ASSIGNMENT →
Look through the lines below and extract each one that contains "vendor".

PROVIDED ENTRIES →
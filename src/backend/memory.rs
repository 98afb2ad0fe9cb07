//! Reference [`Store`] keeping everything in memory.
//!
//! Besides being a working store it carries a few knobs for exercising failure paths: an availability switch, a
//! per-record stream delay, mid-stream failure injection and call accounting.

use std::collections::BTreeMap;
use std::collections::BTreeSet;
use std::sync::atomic::AtomicBool;
use std::sync::atomic::AtomicU64;
use std::sync::atomic::AtomicUsize;
use std::sync::atomic::Ordering;
use std::sync::Arc;
use std::time::Duration;

use async_trait::async_trait;
use parking_lot::Mutex;
use parking_lot::RwLock;
use tokio::sync::mpsc;
use tokio_stream::wrappers::ReceiverStream;
use tracing::debug;

use crate::error::StoreError;
use crate::traits::RecordStream;
use crate::traits::Store;
use crate::types::FavouriteSet;
use crate::types::Record;
use crate::types::RecordId;
use crate::types::RecordKind;
use crate::types::UserId;
use crate::types::View;
use crate::types::NO_CATEGORY;

#[derive(Debug, Default)]
struct Tables {
    items:      BTreeMap<RecordId, Record>,
    categories: BTreeMap<RecordId, Record>,
    favourites: BTreeSet<(UserId, RecordId)>,
}

impl Tables {
    fn table(&self, kind: RecordKind) -> &BTreeMap<RecordId, Record> {
        match kind {
            RecordKind::Item => &self.items,
            RecordKind::Category => &self.categories,
        }
    }

    fn table_mut(&mut self, kind: RecordKind) -> &mut BTreeMap<RecordId, Record> {
        match kind {
            RecordKind::Item => &mut self.items,
            RecordKind::Category => &mut self.categories,
        }
    }

    fn category_named(&self, name: &str) -> Option<&Record> {
        self.categories.values().find(|c| c.name == name)
    }

    fn items_of(&self, view: &View) -> Vec<Record> {
        match view {
            View::ItemsAll => self.items.values().cloned().collect(),
            View::Categories => self.categories.values().cloned().collect(),
            View::ItemsByCategory(name) => self
                .items
                .values()
                .filter(|r| r.category_name() == name.as_str())
                .cloned()
                .collect(),
            View::ItemsBySearch(term) => {
                let term = term.as_str().to_lowercase();
                self.items
                    .values()
                    .filter(|r| r.name.to_lowercase().contains(&term) || r.description.to_lowercase().contains(&term))
                    .cloned()
                    .collect()
            }
            View::Favourites(user) => self
                .favourites
                .range((*user, RecordId::nil())..=(*user, RecordId::max()))
                .filter_map(|(_, item)| self.items.get(item).cloned())
                .collect(),
        }
    }
}

/// Call accounting of a [`MemoryStore`].
#[derive(Debug, Clone, Copy, Default, PartialEq, Eq)]
pub struct StoreStats {
    pub streams_opened: u64,
    pub counts:         u64,
    /// Streams whose producer hasn't finished or been dropped yet.
    pub streams_open:   usize,
}

// Decrements the open stream counter when the producer goes away.
struct OpenStream(Arc<AtomicUsize>);

impl Drop for OpenStream {
    fn drop(&mut self) {
        self.0.fetch_sub(1, Ordering::SeqCst);
    }
}

pub struct MemoryStore {
    tables:         RwLock<Tables>,
    available:      AtomicBool,
    stream_delay:   Mutex<Duration>,
    fail_after:     Mutex<Option<usize>>,
    streams_opened: AtomicU64,
    counts:         AtomicU64,
    streams_open:   Arc<AtomicUsize>,
}

impl Default for MemoryStore {
    fn default() -> Self {
        Self::new()
    }
}

impl MemoryStore {
    /// An empty store holding only the sentinel category.
    pub fn new() -> Self {
        let mut tables = Tables::default();
        let sentinel = Record::category(NO_CATEGORY);
        tables.categories.insert(sentinel.id, sentinel);
        Self {
            tables:         RwLock::new(tables),
            available:      AtomicBool::new(true),
            stream_delay:   Mutex::new(Duration::ZERO),
            fail_after:     Mutex::new(None),
            streams_opened: AtomicU64::new(0),
            counts:         AtomicU64::new(0),
            streams_open:   Arc::new(AtomicUsize::new(0)),
        }
    }

    /// Put records straight into the store, bypassing every check.
    pub fn seed<I>(&self, kind: RecordKind, records: I)
    where
        I: IntoIterator<Item = Record>,
    {
        let mut tables = self.tables.write();
        for record in records {
            tables.table_mut(kind).insert(record.id, Self::normalised(kind, record));
        }
    }

    pub fn set_available(&self, available: bool) {
        self.available.store(available, Ordering::SeqCst);
    }

    /// Delay before each streamed record.
    pub fn set_stream_delay(&self, delay: Duration) {
        *self.stream_delay.lock() = delay;
    }

    /// Make streams fail after producing `records` records.
    pub fn fail_streams_after(&self, records: Option<usize>) {
        *self.fail_after.lock() = records;
    }

    pub fn stats(&self) -> StoreStats {
        StoreStats {
            streams_opened: self.streams_opened.load(Ordering::SeqCst),
            counts:         self.counts.load(Ordering::SeqCst),
            streams_open:   self.streams_open.load(Ordering::SeqCst),
        }
    }

    pub fn reset_stats(&self) {
        self.streams_opened.store(0, Ordering::SeqCst);
        self.counts.store(0, Ordering::SeqCst);
    }

    pub fn sentinel(&self) -> Option<Record> {
        self.tables.read().category_named(NO_CATEGORY).cloned()
    }

    fn normalised(kind: RecordKind, mut record: Record) -> Record {
        if kind == RecordKind::Item && record.category.is_none() {
            record.category = Some(NO_CATEGORY.to_string());
        }
        record
    }

    fn ensure_available(&self) -> Result<(), StoreError> {
        if self.available.load(Ordering::SeqCst) {
            Ok(())
        }
        else {
            Err(StoreError::Unavailable("memory store is switched off".into()))
        }
    }

    fn stream_of(&self, records: Vec<Record>) -> RecordStream {
        self.streams_opened.fetch_add(1, Ordering::SeqCst);
        self.streams_open.fetch_add(1, Ordering::SeqCst);
        let guard = OpenStream(Arc::clone(&self.streams_open));
        let delay = *self.stream_delay.lock();
        let fail_after = *self.fail_after.lock();

        let (tx, rx) = mpsc::channel(16);
        tokio::spawn(async move {
            let _guard = guard;
            for (produced, record) in records.into_iter().enumerate() {
                if fail_after.is_some_and(|limit| produced >= limit) {
                    let _ = tx
                        .send(Err(StoreError::StreamAborted(format!("aborted after {produced} record(s)"))))
                        .await;
                    return;
                }
                if !delay.is_zero() {
                    tokio::time::sleep(delay).await;
                }
                if tx.send(Ok(record)).await.is_err() {
                    // Consumer is gone.
                    return;
                }
            }
        });
        Box::pin(ReceiverStream::new(rx))
    }

    fn stream_view_now(&self, view: &View) -> Result<RecordStream, StoreError> {
        self.ensure_available()?;
        let records = self.tables.read().items_of(view);
        Ok(self.stream_of(records))
    }
}

#[async_trait]
impl Store for MemoryStore {
    async fn create(&self, kind: RecordKind, record: Record) -> Result<RecordId, StoreError> {
        self.ensure_available()?;
        let record = Self::normalised(kind, record);
        let mut tables = self.tables.write();
        if kind == RecordKind::Category && tables.category_named(&record.name).is_some() {
            return Err(StoreError::Rejected(format!("category '{}' already exists", record.name)));
        }
        let id = record.id;
        tables.table_mut(kind).insert(id, record);
        Ok(id)
    }

    async fn update(&self, kind: RecordKind, record: Record) -> Result<(), StoreError> {
        self.ensure_available()?;
        let record = Self::normalised(kind, record);
        let mut tables = self.tables.write();
        let old_name = match tables.table(kind).get(&record.id) {
            Some(old) => old.name.clone(),
            None => return Err(StoreError::NotFound(format!("{kind} {}", record.id))),
        };

        if kind == RecordKind::Category && old_name != record.name {
            if tables.category_named(&record.name).is_some() {
                return Err(StoreError::Rejected(format!("category '{}' already exists", record.name)));
            }
            for item in tables.items.values_mut() {
                if item.category.as_deref() == Some(old_name.as_str()) {
                    item.category = Some(record.name.clone());
                }
            }
            debug!("renamed category '{old_name}' to '{}'", record.name);
        }

        tables.table_mut(kind).insert(record.id, record);
        Ok(())
    }

    async fn delete(&self, kind: RecordKind, id: RecordId) -> Result<(), StoreError> {
        self.ensure_available()?;
        let mut tables = self.tables.write();
        let Some(old) = tables.table_mut(kind).remove(&id)
        else {
            return Err(StoreError::NotFound(format!("{kind} {id}")));
        };

        match kind {
            RecordKind::Item => tables.favourites.retain(|(_, item)| *item != id),
            RecordKind::Category => {
                for item in tables.items.values_mut() {
                    if item.category.as_deref() == Some(old.name.as_str()) {
                        item.category = Some(NO_CATEGORY.to_string());
                    }
                }
            }
        }
        Ok(())
    }

    async fn get(&self, kind: RecordKind, id: RecordId) -> Result<Record, StoreError> {
        self.ensure_available()?;
        self.tables
            .read()
            .table(kind)
            .get(&id)
            .cloned()
            .ok_or_else(|| StoreError::NotFound(format!("{kind} {id}")))
    }

    async fn stream_all(&self, kind: RecordKind) -> Result<RecordStream, StoreError> {
        self.stream_view_now(match kind {
            RecordKind::Item => &View::ItemsAll,
            RecordKind::Category => &View::Categories,
        })
    }

    async fn stream_by_category(&self, category: &str) -> Result<RecordStream, StoreError> {
        let view = View::category(category).map_err(|e| StoreError::Rejected(e.to_string()))?;
        self.stream_view_now(&view)
    }

    async fn stream_by_search(&self, term: &str) -> Result<RecordStream, StoreError> {
        let view = View::search(term).map_err(|e| StoreError::Rejected(e.to_string()))?;
        self.stream_view_now(&view)
    }

    async fn stream_favourites_for(&self, user: UserId) -> Result<RecordStream, StoreError> {
        self.stream_view_now(&View::Favourites(user))
    }

    async fn favourite_ids_for(&self, user: UserId) -> Result<FavouriteSet, StoreError> {
        self.ensure_available()?;
        Ok(self
            .tables
            .read()
            .favourites
            .range((user, RecordId::nil())..=(user, RecordId::max()))
            .map(|(user, item)| (*item, *user))
            .collect())
    }

    async fn favourited_by(&self, item: RecordId) -> Result<Vec<UserId>, StoreError> {
        self.ensure_available()?;
        Ok(self
            .tables
            .read()
            .favourites
            .iter()
            .filter(|(_, i)| *i == item)
            .map(|(user, _)| *user)
            .collect())
    }

    async fn count(&self, view: &View) -> Result<u64, StoreError> {
        self.ensure_available()?;
        self.counts.fetch_add(1, Ordering::SeqCst);
        Ok(self.tables.read().items_of(view).len() as u64)
    }

    async fn add_favourite(&self, user: UserId, item: RecordId) -> Result<(), StoreError> {
        self.ensure_available()?;
        let mut tables = self.tables.write();
        if !tables.items.contains_key(&item) {
            return Err(StoreError::NotFound(format!("item {item}")));
        }
        tables.favourites.insert((user, item));
        Ok(())
    }

    async fn remove_favourite(&self, user: UserId, item: RecordId) -> Result<(), StoreError> {
        self.ensure_available()?;
        self.tables.write().favourites.remove(&(user, item));
        Ok(())
    }
}
//! Bundled implementations of the storage seams.

pub mod fs_blob;
pub mod memory;
pub mod moka_cache;

pub use fs_blob::LocalBlobStore;
pub use memory::MemoryStore;
pub use memory::StoreStats;
pub use moka_cache::MokaCache;
use std::collections::BTreeMap;
use std::fmt::Display;

use serde::Deserialize;
use serde::Serialize;
use uuid::Uuid;

use crate::error::Error;
use crate::error::Result;

pub type RecordId = Uuid;
pub type UserId = Uuid;

/// Per-user membership index: favourited item id mapped to the owning user id.
pub type FavouriteSet = BTreeMap<RecordId, UserId>;

/// Name of the synthetic category items fall into when they have no category of their own.
pub const NO_CATEGORY: &str = "NoCategory";

#[derive(Debug, Clone, Copy, PartialEq, Eq, Hash)]
pub enum RecordKind {
    Item,
    Category,
}

impl Display for RecordKind {
    fn fmt(&self, f: &mut std::fmt::Formatter<'_>) -> std::fmt::Result {
        match self {
            RecordKind::Item => write!(f, "item"),
            RecordKind::Category => write!(f, "category"),
        }
    }
}

/// A catalog record. Items and categories share the shape; categories keep `price` at zero and have no
/// `category`.
#[derive(Clone, Debug, PartialEq, Serialize, Deserialize)]
#[serde(deny_unknown_fields)]
pub struct Record {
    #[serde(rename = "i")]
    pub id:          RecordId,
    #[serde(rename = "n")]
    pub name:        String,
    #[serde(rename = "p")]
    pub price:       f64,
    #[serde(rename = "c")]
    pub category:    Option<String>,
    #[serde(rename = "d")]
    pub description: String,
    #[serde(rename = "v")]
    pub vendor:      String,
    #[serde(rename = "m")]
    pub images:      Vec<String>,
}

impl Record {
    pub fn item<N: ToString, C: ToString>(name: N, price: f64, category: C) -> Self {
        Self {
            id:          Uuid::new_v4(),
            name:        name.to_string(),
            price,
            category:    Some(category.to_string()),
            description: String::new(),
            vendor:      String::new(),
            images:      Vec::new(),
        }
    }

    pub fn category<N: ToString>(name: N) -> Self {
        Self {
            id:          Uuid::new_v4(),
            name:        name.to_string(),
            price:       0.0,
            category:    None,
            description: String::new(),
            vendor:      String::new(),
            images:      Vec::new(),
        }
    }

    pub fn with_id(mut self, id: RecordId) -> Self {
        self.id = id;
        self
    }

    pub fn with_description<S: ToString>(mut self, description: S) -> Self {
        self.description = description.to_string();
        self
    }

    pub fn with_vendor<S: ToString>(mut self, vendor: S) -> Self {
        self.vendor = vendor.to_string();
        self
    }

    /// The category an item is filed under. Items without one belong to [`NO_CATEGORY`].
    pub fn category_name(&self) -> &str {
        self.category.as_deref().unwrap_or(NO_CATEGORY)
    }
}

/// A normalised, non-empty filter string.
#[derive(Clone, Debug, PartialEq, Eq, Hash, PartialOrd, Ord, Serialize, Deserialize)]
#[serde(transparent)]
pub struct Filter(String);

impl Filter {
    pub fn new<S: AsRef<str>>(raw: S) -> Result<Self> {
        let trimmed = raw.as_ref().trim();
        if trimmed.is_empty() {
            return Err(Error::invalid("filter must not be empty"));
        }
        Ok(Self(trimmed.to_string()))
    }

    #[inline]
    pub fn as_str(&self) -> &str {
        &self.0
    }
}

impl Display for Filter {
    fn fmt(&self, f: &mut std::fmt::Formatter<'_>) -> std::fmt::Result {
        f.write_str(&self.0)
    }
}

#[derive(Debug, Clone, Copy, PartialEq, Eq, Hash)]
pub enum ViewKind {
    ItemsAll,
    ItemsByCategory,
    ItemsBySearch,
    FavouritesForUser,
    Categories,
}

/// A logical collection. The filter travels inside the variant, so a kind can't be paired with the wrong filter.
#[derive(Debug, Clone, PartialEq, Eq, Hash)]
pub enum View {
    ItemsAll,
    ItemsByCategory(Filter),
    ItemsBySearch(Filter),
    Favourites(UserId),
    Categories,
}

impl View {
    /// Build a view from a loosely typed `(kind, filter)` pair as it comes from the transport layer.
    pub fn from_parts(kind: ViewKind, filter: Option<&str>) -> Result<Self> {
        Ok(match (kind, filter) {
            (ViewKind::ItemsAll, None) => View::ItemsAll,
            (ViewKind::Categories, None) => View::Categories,
            (ViewKind::ItemsByCategory, Some(f)) => View::ItemsByCategory(Filter::new(f)?),
            (ViewKind::ItemsBySearch, Some(f)) => View::ItemsBySearch(Filter::new(f)?),
            (ViewKind::FavouritesForUser, Some(f)) => View::Favourites(
                Uuid::parse_str(f.trim()).map_err(|e| Error::invalid(format!("bad user id '{f}': {e}")))?,
            ),
            (kind, Some(f)) => return Err(Error::invalid(format!("{kind:?} does not take a filter, got '{f}'"))),
            (kind, None) => return Err(Error::invalid(format!("{kind:?} requires a filter"))),
        })
    }

    pub fn category<S: AsRef<str>>(name: S) -> Result<Self> {
        Ok(View::ItemsByCategory(Filter::new(name)?))
    }

    pub fn search<S: AsRef<str>>(term: S) -> Result<Self> {
        Ok(View::ItemsBySearch(Filter::new(term)?))
    }

    pub fn kind(&self) -> ViewKind {
        match self {
            View::ItemsAll => ViewKind::ItemsAll,
            View::ItemsByCategory(_) => ViewKind::ItemsByCategory,
            View::ItemsBySearch(_) => ViewKind::ItemsBySearch,
            View::Favourites(_) => ViewKind::FavouritesForUser,
            View::Categories => ViewKind::Categories,
        }
    }

    /// Kind of records the view holds.
    pub fn record_kind(&self) -> RecordKind {
        match self {
            View::Categories => RecordKind::Category,
            _ => RecordKind::Item,
        }
    }
}

impl Display for View {
    fn fmt(&self, f: &mut std::fmt::Formatter<'_>) -> std::fmt::Result {
        match self {
            View::ItemsAll => write!(f, "items"),
            View::ItemsByCategory(c) => write!(f, "items in '{c}'"),
            View::ItemsBySearch(t) => write!(f, "items matching '{t}'"),
            View::Favourites(u) => write!(f, "favourites of {u}"),
            View::Categories => write!(f, "categories"),
        }
    }
}

#[derive(Debug, Clone, Copy, PartialEq, Eq, Hash)]
pub enum MutationOp {
    Create,
    Update,
    Delete,
}

/// Snapshot of a committed store mutation, handed to the invalidator.
#[derive(Debug, Clone, PartialEq)]
pub struct Mutation {
    pub kind:    RecordKind,
    pub op:      MutationOp,
    pub old:     Option<Record>,
    pub new:     Option<Record>,
    /// Users that held the record among their favourites right before the mutation.
    pub holders: Vec<UserId>,
}

impl Mutation {
    pub fn created(kind: RecordKind, new: Record) -> Self {
        Self {
            kind,
            op: MutationOp::Create,
            old: None,
            new: Some(new),
            holders: Vec::new(),
        }
    }

    pub fn updated(kind: RecordKind, old: Record, new: Record) -> Self {
        Self {
            kind,
            op: MutationOp::Update,
            old: Some(old),
            new: Some(new),
            holders: Vec::new(),
        }
    }

    pub fn deleted(kind: RecordKind, old: Record) -> Self {
        Self {
            kind,
            op: MutationOp::Delete,
            old: Some(old),
            new: None,
            holders: Vec::new(),
        }
    }

    pub fn with_holders(mut self, holders: Vec<UserId>) -> Self {
        self.holders = holders;
        self
    }

    /// Id of the record the mutation is about.
    pub fn record_id(&self) -> Option<RecordId> {
        self.new.as_ref().or(self.old.as_ref()).map(|r| r.id)
    }
}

ANSWER BOX →
    pub vendor:      String,
            vendor:      String::new(),
            vendor:      String::new(),
    pub fn with_vendor<S: ToString>(mut self, vendor: S) -> Self {
        self.vendor = vendor.to_string();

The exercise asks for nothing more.